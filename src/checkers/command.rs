//! Shell command checker with a hard timeout

use serde_json::json;
use std::io::Read;
use std::path::Path;
use std::process::{Child, Command, Stdio};
use std::sync::mpsc;
use std::thread;
use std::time::{Duration, Instant};
use wait_timeout::ChildExt;

use super::{details, CheckContext, CheckOutcome};
use crate::cancel::CancelToken;
use crate::errors::CheckError;

/// Characters of stdout kept in `details.command_output`.
pub const OUTPUT_PREVIEW_CHARS: usize = 200;

/// How long to wait for the pipe readers once the process is gone.
const OUTPUT_COLLECTION_TIMEOUT: Duration = Duration::from_secs(2);

/// Granularity at which a running command notices cancellation.
const POLL_INTERVAL: Duration = Duration::from_millis(100);

/// Per-stream capture limit (1MB); the rest is drained and dropped.
const MAX_OUTPUT_SIZE: usize = 1024 * 1024;

/// What happened to a shell command.
#[derive(Debug, Clone, PartialEq, Eq)]
pub enum CommandOutcome {
    Exited {
        /// `None` when the process was ended by a signal.
        exit_code: Option<i32>,
        stdout: String,
        stderr: String,
        duration: Duration,
    },
    TimedOut {
        stdout: String,
        stderr: String,
        duration: Duration,
    },
    SpawnFailed {
        error: String,
    },
    Cancelled,
}

/// Run `command` and map its exit status onto an outcome.
///
/// `Completed` iff the exit code is 0. Timeouts and spawn failures are
/// `Failed`; only a cancelled run surfaces as an error.
pub fn check_command(command: &str, ctx: &CheckContext) -> Result<CheckOutcome, CheckError> {
    match run_shell_command(command, &ctx.base_dir, ctx.command_timeout, &ctx.cancel)? {
        CommandOutcome::Exited {
            exit_code,
            stdout,
            stderr,
            duration,
        } => {
            let success = exit_code == Some(0);
            tracing::debug!(command, ?exit_code, elapsed = ?duration, "command finished");
            if !success && !stderr.is_empty() {
                tracing::debug!(command, stderr = %preview(&stderr), "command stderr");
            }
            let mut details = details([
                ("exit_code", json!(exit_code)),
                ("command_output", json!(preview(&stdout))),
            ]);
            if exit_code.is_none() {
                details.insert("note".to_string(), json!("terminated by signal"));
            }
            Ok(CheckOutcome::from_bool(success, details))
        }
        CommandOutcome::TimedOut {
            stdout,
            stderr,
            duration,
        } => {
            tracing::warn!(command, timeout = ?ctx.command_timeout, elapsed = ?duration, "command timed out");
            if !stderr.is_empty() {
                tracing::debug!(command, stderr = %preview(&stderr), "command stderr");
            }
            Ok(CheckOutcome::Failed(details([
                ("note", json!("timeout")),
                ("timeout_secs", json!(ctx.command_timeout.as_secs_f64())),
                ("command_output", json!(preview(&stdout))),
            ])))
        }
        CommandOutcome::SpawnFailed { error } => Ok(CheckOutcome::Failed(details([
            ("note", json!("spawn failed")),
            ("error", json!(error)),
        ]))),
        CommandOutcome::Cancelled => Err(CheckError::Cancelled),
    }
}

/// Run a shell command in `working_dir`, bounded by `timeout`.
///
/// Output is drained on background threads while waiting so a chatty
/// command cannot deadlock on a full pipe. The wait is split into short
/// slices so `cancel` is honoured within [`POLL_INTERVAL`].
pub fn run_shell_command(
    command: &str,
    working_dir: &Path,
    timeout: Duration,
    cancel: &CancelToken,
) -> Result<CommandOutcome, CheckError> {
    let start = Instant::now();

    let mut child = match spawn_shell_command(command, working_dir) {
        Ok(child) => child,
        Err(e) => {
            return Ok(CommandOutcome::SpawnFailed {
                error: e.to_string(),
            })
        }
    };

    let stdout_rx = drain(child.stdout.take());
    let stderr_rx = drain(child.stderr.take());

    let deadline = start + timeout;
    let status = loop {
        if cancel.is_cancelled() {
            kill_child_process(&mut child);
            return Ok(CommandOutcome::Cancelled);
        }

        let now = Instant::now();
        if now >= deadline {
            break None;
        }

        let slice = (deadline - now).min(POLL_INTERVAL);
        match child.wait_timeout(slice) {
            Ok(Some(status)) => break Some(status),
            Ok(None) => continue,
            Err(source) => {
                kill_child_process(&mut child);
                return Err(CheckError::Wait {
                    command: command.to_string(),
                    source,
                });
            }
        }
    };

    if status.is_none() {
        kill_child_process(&mut child);
    }

    let stdout = stdout_rx
        .recv_timeout(OUTPUT_COLLECTION_TIMEOUT)
        .unwrap_or_else(|_| "[output collection timed out]".to_string());
    let stderr = stderr_rx
        .recv_timeout(OUTPUT_COLLECTION_TIMEOUT)
        .unwrap_or_else(|_| "[output collection timed out]".to_string());
    let duration = start.elapsed();

    Ok(match status {
        Some(status) => CommandOutcome::Exited {
            exit_code: status.code(),
            stdout,
            stderr,
            duration,
        },
        None => CommandOutcome::TimedOut {
            stdout,
            stderr,
            duration,
        },
    })
}

/// Spawn `command` through the platform shell.
///
/// On Unix the child leads its own process group so a timeout can take
/// down everything it started.
fn spawn_shell_command(command: &str, working_dir: &Path) -> std::io::Result<Child> {
    let mut cmd = if cfg!(target_family = "unix") {
        let mut c = Command::new("sh");
        c.arg("-c").arg(command);
        c
    } else {
        let mut c = Command::new("cmd");
        c.arg("/C").arg(command);
        c
    };

    cmd.current_dir(working_dir)
        .stdin(Stdio::null())
        .stdout(Stdio::piped())
        .stderr(Stdio::piped());

    #[cfg(unix)]
    {
        use std::os::unix::process::CommandExt;
        cmd.process_group(0);
    }

    cmd.spawn()
}

fn drain<R: Read + Send + 'static>(stream: Option<R>) -> mpsc::Receiver<String> {
    let (tx, rx) = mpsc::channel();
    match stream {
        Some(stream) => {
            thread::spawn(move || {
                let _ = tx.send(read_stream_to_string(stream));
            });
        }
        None => {
            let _ = tx.send(String::new());
        }
    }
    rx
}

/// Read a stream to string, capping what is kept at [`MAX_OUTPUT_SIZE`].
fn read_stream_to_string<R: Read>(mut stream: R) -> String {
    let mut buf = Vec::new();
    let mut chunk = [0u8; 8192];

    loop {
        match stream.read(&mut chunk) {
            Ok(0) => break,
            Ok(n) => {
                let remaining = MAX_OUTPUT_SIZE.saturating_sub(buf.len());
                buf.extend_from_slice(&chunk[..n.min(remaining)]);
                // Past the cap we keep reading so the child never blocks on a full pipe.
            }
            Err(_) => {
                if buf.is_empty() {
                    return "[error reading output]".to_string();
                }
                break;
            }
        }
    }

    String::from_utf8_lossy(&buf).into_owned()
}

/// Kill the child (and on Unix its whole process group), then reap it.
fn kill_child_process(child: &mut Child) {
    #[cfg(unix)]
    {
        use nix::sys::signal::{killpg, Signal};
        use nix::unistd::Pid;

        if let Ok(pid) = i32::try_from(child.id()) {
            let _ = killpg(Pid::from_raw(pid), Signal::SIGKILL);
        }
    }
    let _ = child.kill();
    let _ = child.wait();
}

fn preview(output: &str) -> String {
    output.chars().take(OUTPUT_PREVIEW_CHARS).collect()
}
//! `taskcheck inspect`: show how a manifest would be routed without running it

use anyhow::Result;
use colored::Colorize;
use std::collections::BTreeMap;
use std::path::Path;

use crate::dispatch::{select_checker, Checker};
use crate::manifest;
use crate::models::Task;

/// Execute the inspect command
pub fn execute(manifest_path: &Path, verbose: bool) -> Result<()> {
    let tasks = manifest::load(manifest_path)?;
    let summary = InspectSummary::from_tasks(&tasks);

    println!(
        "{} {} tasks in {}\n",
        "→".cyan().bold(),
        tasks.len(),
        manifest_path.display()
    );

    println!("{}", "By checker:".bold());
    for (checker, count) in &summary.by_checker {
        println!("  {checker:<16} {count:>6}");
    }

    println!("\n{}", "By category:".bold());
    for (category, count) in &summary.by_category {
        println!("  {category:<24} {count:>6}");
    }

    if verbose {
        println!("\n{}", "Tasks:".bold());
        for (index, task) in tasks.iter().enumerate() {
            println!("  {}", describe(index, task));
        }
    }

    Ok(())
}

#[derive(Debug, Default, PartialEq, Eq)]
pub struct InspectSummary {
    pub by_checker: BTreeMap<&'static str, usize>,
    pub by_category: BTreeMap<String, usize>,
}

impl InspectSummary {
    pub fn from_tasks(tasks: &[Task]) -> Self {
        let mut summary = Self::default();
        for task in tasks {
            *summary
                .by_checker
                .entry(select_checker(task).name())
                .or_default() += 1;
            *summary
                .by_category
                .entry(task.category.clone())
                .or_default() += 1;
        }
        summary
    }
}

fn describe(index: usize, task: &Task) -> String {
    let checker = select_checker(task);
    let target = match checker {
        Checker::Command { command } => format!(" `{command}`"),
        Checker::ContentSearch { path, needle } => format!(" {path} ∋ {needle:?}"),
        Checker::Unknown {
            unsupported_check: Some(check),
        } => format!(" (check `{check}`)"),
        _ => task
            .kind
            .path()
            .filter(|_| !task.manual)
            .map(|p| format!(" {p}"))
            .unwrap_or_default(),
    };
    format!(
        "{:>5} {} [{}/{}] → {}{}",
        index,
        task.id,
        task.category,
        task.priority,
        checker.name().cyan(),
        target
    )
}
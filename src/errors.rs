//! Error taxonomy for the task engine
//!
//! Only [`ManifestError`], [`ConfigError`], [`ResumeError`] and
//! [`ReportWriteError`] are allowed to end a run. [`CheckError`] is always
//! recovered at the dispatch boundary and recorded on the task.

use std::path::PathBuf;
use thiserror::Error;

/// The manifest could not be turned into a task list.
#[derive(Debug, Error)]
pub enum ManifestError {
    #[error("failed to read manifest {}: {source}", path.display())]
    Read {
        path: PathBuf,
        #[source]
        source: std::io::Error,
    },

    #[error("manifest {} is not valid JSON: {source}", path.display())]
    Parse {
        path: PathBuf,
        #[source]
        source: serde_json::Error,
    },

    #[error("manifest {} must be a JSON object at the top level", path.display())]
    NotAnObject { path: PathBuf },

    #[error("manifest {} has no `tasks` key", path.display())]
    MissingTasks { path: PathBuf },

    #[error("manifest {}: `tasks` must be an array", path.display())]
    TasksNotArray { path: PathBuf },
}

/// An unexpected failure while evaluating a single task.
///
/// Expected negative outcomes (missing file, unparsable JSON, non-zero exit)
/// are not errors; they are `Failed` outcomes.
#[derive(Debug, Error)]
pub enum CheckError {
    #[error("failed to inspect {}: {source}", path.display())]
    Io {
        path: PathBuf,
        #[source]
        source: std::io::Error,
    },

    #[error("failed to wait for command `{command}`: {source}")]
    Wait {
        command: String,
        #[source]
        source: std::io::Error,
    },

    #[error("checker panicked: {0}")]
    Panicked(String),

    #[error("cancelled")]
    Cancelled,
}

impl CheckError {
    pub fn io(path: impl Into<PathBuf>, source: std::io::Error) -> Self {
        CheckError::Io {
            path: path.into(),
            source,
        }
    }
}

/// Writing one of the run artifacts failed (after the single retry).
#[derive(Debug, Error)]
#[error("failed to write {}: {source}", path.display())]
pub struct ReportWriteError {
    pub path: PathBuf,
    #[source]
    pub source: std::io::Error,
}

/// The optional configuration file is unreadable or malformed.
#[derive(Debug, Error)]
pub enum ConfigError {
    #[error("failed to read config {}: {source}", path.display())]
    Read {
        path: PathBuf,
        #[source]
        source: std::io::Error,
    },

    #[error("invalid config {}: {source}", path.display())]
    Parse {
        path: PathBuf,
        #[source]
        source: toml::de::Error,
    },
}

/// An existing checkpoint does not belong to the manifest being run.
#[derive(Debug, Error)]
pub enum ResumeError {
    #[error("failed to read checkpoint {}: {source}", path.display())]
    Read {
        path: PathBuf,
        #[source]
        source: std::io::Error,
    },

    #[error("checkpoint {} is not a valid results file: {source}", path.display())]
    Parse {
        path: PathBuf,
        #[source]
        source: serde_json::Error,
    },

    #[error("checkpoint records task `{recorded}` at index {index}, manifest has `{expected}`")]
    IdMismatch {
        index: usize,
        recorded: String,
        expected: String,
    },

    #[error("checkpoint records index {index}, manifest only has {len} tasks")]
    OutOfRange { index: usize, len: usize },
}

/// Anything that stops a run after the manifest was loaded.
#[derive(Debug, Error)]
pub enum RunError {
    #[error(transparent)]
    Resume(#[from] ResumeError),

    #[error(transparent)]
    Write(#[from] ReportWriteError),
}
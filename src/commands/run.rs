//! `taskcheck run`

use anyhow::{Context, Result};
use colored::Colorize;
use std::ops::Range;
use std::path::{Path, PathBuf};

use crate::cancel::{install_interrupt_handler, CancelToken};
use crate::config::{CliOverrides, FileConfig, RunConfig};
use crate::manifest;
use crate::models::{percentage, RunReport};
use crate::report::{self, OutputPaths};
use crate::runner::{RunObserver, RunOptions, RunOutcome, Runner};

use super::{print_breakdown, print_totals};

pub struct RunArgs {
    pub manifest: PathBuf,
    pub config: Option<PathBuf>,
    pub overrides: CliOverrides,
    pub options: RunOptions,
    pub quiet: bool,
}

#[derive(Debug, Clone, Copy, PartialEq, Eq)]
pub enum RunStatus {
    Finished,
    Interrupted,
}

/// Execute the run command
pub fn execute(args: RunArgs) -> Result<RunStatus> {
    let file_config = FileConfig::discover(args.config.as_deref(), Path::new("."))
        .context("Failed to load configuration")?;
    let config = RunConfig::resolve(&args.manifest, file_config, args.overrides);

    let tasks = manifest::load(&args.manifest)?;

    let cancel = CancelToken::new();
    install_interrupt_handler(&cancel)?;

    println!(
        "{} Loaded {} tasks from {}",
        "→".cyan().bold(),
        tasks.len(),
        args.manifest.display()
    );
    tracing::debug!(?config, "resolved run configuration");

    let mut console = Console {
        quiet: args.quiet,
        window_len: 0,
    };
    let outcome = Runner::new(&tasks, &config)
        .with_cancel(cancel)
        .run(args.options, &mut console)
        .context("Run aborted")?;

    report::write_outputs(
        &outcome.report,
        OutputPaths {
            results: &config.results_path,
            progress: &config.progress_path,
            summary: &config.summary_path,
        },
    )?;

    print_summary(&outcome, &config);

    if outcome.interrupted {
        println!(
            "\n{} Interrupted after {} tasks; resume with {}",
            "✗".yellow().bold(),
            outcome.processed,
            "--resume".bold()
        );
        return Ok(RunStatus::Interrupted);
    }
    Ok(RunStatus::Finished)
}

struct Console {
    quiet: bool,
    window_len: usize,
}

impl RunObserver for Console {
    fn on_start(&mut self, window: &Range<usize>, to_run: usize, resumed_at: Option<usize>) {
        let start = resumed_at.unwrap_or(window.start).min(window.end);
        self.window_len = to_run;
        if let Some(at) = resumed_at {
            println!("{} Resuming at task {}", "→".cyan().bold(), at);
        }
        println!(
            "{} Processing tasks {}..{} ({} tasks)\n",
            "→".cyan().bold(),
            start,
            window.end,
            self.window_len
        );
    }

    fn on_checkpoint(&mut self, report: &RunReport, processed: usize, _remaining: usize) {
        if self.quiet {
            return;
        }
        let p = &report.progress;
        println!(
            "  Progress: {}/{} ({:.1}%)  {} {}  {} {}  {} {}",
            processed,
            self.window_len,
            percentage(processed, self.window_len),
            "✓".green(),
            p.completed,
            "✗".red(),
            p.failed,
            "⏳".yellow(),
            p.pending
        );
    }
}

fn print_summary(outcome: &RunOutcome, config: &RunConfig) {
    let progress = &outcome.report.progress;

    println!("\n{}", "Summary:".bold());
    print_totals(progress);

    if !progress.by_category.is_empty() {
        println!("\n{}", "By category:".bold());
        print_breakdown(progress);
    }

    println!("\n{}", "Files:".bold());
    for path in [
        &config.results_path,
        &config.progress_path,
        &config.summary_path,
    ] {
        println!("  {} {}", "→".cyan(), path.display());
    }

    println!();
    if progress.failed == 0 && progress.pending == 0 {
        println!("{} All processed tasks passed", "✓".green().bold());
    } else {
        println!(
            "{} {} failed, {} pending; see {}",
            "✗".red().bold(),
            progress.failed,
            progress.pending,
            config.summary_path.display()
        );
    }
}
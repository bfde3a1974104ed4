//! Manifest fixtures

/// One passing exists-check, one failing content search, one manual task.
pub const THREE_TASKS: &str = r#"{
  "tasks": [
    {"id": "a", "category": "files", "priority": "high", "description": "README present", "file": "README.md", "check": "exists"},
    {"id": "b", "category": "config", "priority": "medium", "description": "Token configured", "file": "config.json", "search": "missing_token"},
    {"id": "c", "category": "qa", "priority": "low", "description": "Review checkout by hand", "manual": true}
  ]
}"#;

/// Every checker kind once, plus an entry with no recognisable shape.
pub const ALL_KINDS: &str = r#"{
  "tasks": [
    {"id": "exists", "category": "files", "file": "README.md"},
    {"id": "size", "category": "files", "file": "empty.txt", "check": "file_size"},
    {"id": "json", "category": "data", "file": "config.json", "check": "json"},
    {"id": "sql", "category": "data", "file": "schema.sql", "check": "sql"},
    {"id": "conflicts", "category": "files", "file": "merged.py", "check": "no_conflicts"},
    {"id": "search", "category": "files", "file": "README.md", "search": "Launch"},
    {"id": "manual", "category": "qa", "manual": true, "command": "false"},
    {"id": "cmd", "category": "build", "command": "echo built"},
    {"id": "mystery", "category": "qa", "description": "no shape"}
  ]
}"#;

/// Files the ALL_KINDS manifest expects in its base directory.
pub const ALL_KINDS_FILES: &[(&str, &str)] = &[
    ("README.md", "# Launch checklist\n"),
    ("empty.txt", ""),
    ("config.json", r#"{"token": "abc"}"#),
    ("schema.sql", "create table members (id serial primary key);\n"),
    ("merged.py", "print('resolved')\n"),
];
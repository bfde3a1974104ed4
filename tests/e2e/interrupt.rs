//! SIGINT handling: flush, kill the in-flight command, exit 130

#![cfg(unix)]

use super::*;
use nix::sys::signal::{kill, Signal};
use nix::unistd::Pid;
use serial_test::serial;
use std::io::{BufRead, BufReader};
use std::process::{Command, Stdio};
use std::time::{Duration, Instant};

#[test]
#[serial]
fn test_sigint_flushes_checkpoint_and_exits_130() {
    let temp = create_workspace(&[("README.md", "# site")]).unwrap();
    write_manifest(
        temp.path(),
        r#"{"tasks": [
            {"id": "first", "file": "README.md"},
            {"id": "slow", "command": "sleep 60"},
            {"id": "never", "file": "README.md"}
        ]}"#,
    )
    .unwrap();

    let mut child = Command::new(env!("CARGO_BIN_EXE_taskcheck"))
        .args(["run", "-m", "tasks.json", "--checkpoint-every", "1", "--timeout-secs", "60"])
        .current_dir(temp.path())
        .stdout(Stdio::piped())
        .stderr(Stdio::null())
        .spawn()
        .unwrap();

    // The handler is installed before this line is printed.
    let stdout = child.stdout.take().unwrap();
    let mut lines = BufReader::new(stdout).lines();
    for line in lines.by_ref() {
        if line.unwrap().contains("Progress: 1/3") {
            break;
        }
    }

    let start = Instant::now();
    kill(Pid::from_raw(child.id() as i32), Signal::SIGINT).unwrap();
    // Keep draining so the child never blocks on a full pipe.
    let rest: Vec<String> = lines.map_while(Result::ok).collect();
    let status = child.wait().unwrap();

    assert!(start.elapsed() < Duration::from_secs(10));
    assert_eq!(status.code(), Some(130));
    assert!(rest.iter().any(|l| l.contains("Interrupted")));

    let report = read_report(&temp.path().join("results.json")).unwrap();
    let ids: Vec<_> = report.results.iter().map(|r| r.id.as_str()).collect();
    assert_eq!(ids, vec!["first"]);
    assert!(temp.path().join("summary.md").exists());
}
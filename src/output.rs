//! Locked writes for run artifacts
//!
//! Checkpoints may be read by another process (a dashboard, a second
//! `taskcheck report`) while a run is going, so every write takes an
//! exclusive `fs2` advisory lock and truncates only after the lock is held.

use fs2::FileExt;
use serde::Serialize;
use std::fs::{self, File, OpenOptions};
use std::io::{self, BufReader, BufWriter, Read, Write};
use std::path::Path;

use crate::errors::ReportWriteError;

/// Serialize `value` as pretty JSON and write it with [`write_with_retry`].
pub fn write_json<T: Serialize + ?Sized>(path: &Path, value: &T) -> Result<(), ReportWriteError> {
    let content = serde_json::to_string_pretty(value).map_err(|e| ReportWriteError {
        path: path.to_path_buf(),
        source: io::Error::other(e),
    })?;
    write_with_retry(path, &content)
}

/// Write `content`, retrying once before giving up.
pub fn write_with_retry(path: &Path, content: &str) -> Result<(), ReportWriteError> {
    match locked_write(path, content) {
        Ok(()) => Ok(()),
        Err(first) => {
            tracing::warn!(path = %path.display(), error = %first, "write failed, retrying once");
            locked_write(path, content).map_err(|source| ReportWriteError {
                path: path.to_path_buf(),
                source,
            })
        }
    }
}

/// Write with an exclusive lock: open → lock → truncate → write → flush.
pub fn locked_write(path: &Path, content: &str) -> io::Result<()> {
    if let Some(parent) = path.parent().filter(|p| !p.as_os_str().is_empty()) {
        fs::create_dir_all(parent)?;
    }

    // No truncate on open; set_len(0) happens under the lock.
    #[allow(clippy::suspicious_open_options)]
    let file = OpenOptions::new().write(true).create(true).open(path)?;
    file.lock_exclusive()?;
    file.set_len(0)?;
    let mut writer = BufWriter::new(&file);
    writer.write_all(content.as_bytes())?;
    writer.flush()?;
    Ok(())
}

/// Read with a shared lock so a reader never sees a half-written checkpoint.
pub fn locked_read(path: &Path) -> io::Result<String> {
    let file = File::open(path)?;
    file.lock_shared()?;
    let mut content = String::new();
    BufReader::new(&file).read_to_string(&mut content)?;
    Ok(content)
}
//! Credit Ledger
//!
//! Persistence seam for credit balances. Creation is an idempotent
//! insert-if-absent: the seeded value is identical regardless of which
//! concurrent caller wins, so a lost race is success, not an error.

use async_trait::async_trait;
use bson::Document;
use mongodb::{Collection, Database, bson::doc};
use tracing::warn;

use crate::account::repository::is_duplicate_key_error;
use crate::ledger::entity::LedgerLookup;
use crate::shared::error::Result;

/// Persistence operations for credit balances
#[async_trait]
pub trait CreditLedger: Send + Sync {
    /// Shape-checked read of a principal's balance entry.
    async fn find_by_principal(&self, principal_id: &str) -> Result<LedgerLookup>;

    /// Seed a balance entry if none exists. Idempotent; an existing entry
    /// (including one created concurrently) is left untouched.
    async fn create_if_absent(&self, principal_id: &str, initial_balance: i64) -> Result<()>;
}

/// MongoDB-backed credit ledger
///
/// The collection is read as raw documents so that entries of unexpected
/// shape surface as `Malformed` instead of a deserialization failure.
pub struct MongoCreditLedger {
    collection: Collection<Document>,
}

impl MongoCreditLedger {
    pub fn new(db: &Database) -> Self {
        Self {
            collection: db.collection("credit_balances"),
        }
    }
}

#[async_trait]
impl CreditLedger for MongoCreditLedger {
    async fn find_by_principal(&self, principal_id: &str) -> Result<LedgerLookup> {
        let Some(doc) = self.collection.find_one(doc! { "_id": principal_id }).await? else {
            return Ok(LedgerLookup::Absent);
        };

        let lookup = LedgerLookup::from_document(principal_id, &doc);
        if matches!(lookup, LedgerLookup::Malformed) {
            warn!(principal_id, "malformed credit balance entry");
        }
        Ok(lookup)
    }

    async fn create_if_absent(&self, principal_id: &str, initial_balance: i64) -> Result<()> {
        let result = self.collection
            .update_one(
                doc! { "_id": principal_id },
                doc! { "$setOnInsert": {
                    "balance": initial_balance,
                    "createdAt": bson::DateTime::now(),
                } },
            )
            .upsert(true)
            .await;

        match result {
            Ok(_) => Ok(()),
            // Two upserts for the same new principal can still collide on
            // the _id index; the other caller's seed is identical
            Err(e) if is_duplicate_key_error(&e) => Ok(()),
            Err(e) => Err(e.into()),
        }
    }
}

TASK OBJECTIVE.
Write out every line of the entries that holds the word "Serialize".

TASK RESULT.
use serde::Serialize;
/// Serialize `value` as pretty JSON and write it with [`write_with_retry`].
pub fn write_json<T: Serialize + ?Sized>(path: &Path, value: &T) -> Result<(), ReportWriteError> {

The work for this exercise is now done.